The 1980 United States presidential election in Maryland took place on November 4, 1980, as part of the 1980 United States presidential election. Voters chose 10 representatives, or electors to the Electoral College, who voted for president and vice president.

On election night, several news outlets actually incorrectly called the state for Ronald Reagan.

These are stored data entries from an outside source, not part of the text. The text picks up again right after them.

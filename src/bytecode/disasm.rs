use std::fmt::Write;

use crate::bytecode::Program;
use crate::bytecode::op::{Op, PUSH_OPERAND_LEN};

/// Renders a human-readable listing of a bytecode program.
///
/// Each line is the instruction's byte offset followed by its mnemonic and,
/// for `PUSH`, the decoded operand. Unknown or truncated bytes are printed
/// as raw `.byte` lines and decoding resumes at the next byte, so the
/// disassembler stays usable on damaged images.
pub fn disassemble(program: &Program) -> String {
    let code = program.code();
    let mut out = String::new();
    let mut pc = 0;

    while pc < code.len() {
        let at = pc;
        match Op::from_byte(code[pc]) {
            Some(Op::Push) if code.len() - pc - 1 >= PUSH_OPERAND_LEN => {
                pc += 1;
                let raw: [u8; PUSH_OPERAND_LEN] = code[pc..pc + PUSH_OPERAND_LEN]
                    .try_into()
                    .expect("operand length checked above");
                pc += PUSH_OPERAND_LEN;
                let _ = writeln!(out, "{:04}  PUSH  {}", at, i64::from_le_bytes(raw));
            }
            Some(Op::Push) | None => {
                pc += 1;
                let _ = writeln!(out, "{:04}  .byte 0x{:02x}", at, code[at]);
            }
            Some(op) => {
                pc += 1;
                let _ = writeln!(out, "{:04}  {}", at, op.mnemonic());
            }
        }
    }
    out
}

/// Prints the disassembly to stdout (`--bc` in the CLI).
pub fn print_bc(program: &Program) {
    print!("{}", disassemble(program));
}

#[cfg(test)]
mod tests {
    use super::*;
    use crate::bytecode::compile;
    use crate::parser::parse;

    #[test]
    fn lists_postfix_instructions() {
        let program = compile(&parse("2+3*4").unwrap());
        assert_eq!(
            disassemble(&program),
            "0000  PUSH  2\n\
             0009  PUSH  3\n\
             0018  PUSH  4\n\
             0027  MUL\n\
             0028  ADD\n"
        );
    }

    #[test]
    fn survives_unknown_bytes() {
        let program = Program::from_code(vec![0xab, 0x01]);
        assert_eq!(disassemble(&program), "0000  .byte 0xab\n0001  ADD\n");
    }

    #[test]
    fn survives_truncated_push() {
        let program = Program::from_code(vec![0x00, 0x05]);
        assert_eq!(disassemble(&program), "0000  .byte 0x00\n0001  MOD\n");
    }
}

In a similar vein, many of the same news outlets also called Massachusetts for President Carter, despite the fact that Reagan would ultimately end up winning that state by a very close margin.

Maryland was won by incumbent President Jimmy Carter (D-Georgia), with 47.12% of the popular vote, over former Governor Ronald Reagan (R-California) with 44.18% of the popular vote and Republican US Representative John B. Anderson running as an independent candidate (I-Illinois) with 7.76% of the popular vote. Reagan ultimately won the national vote, defeating Carter.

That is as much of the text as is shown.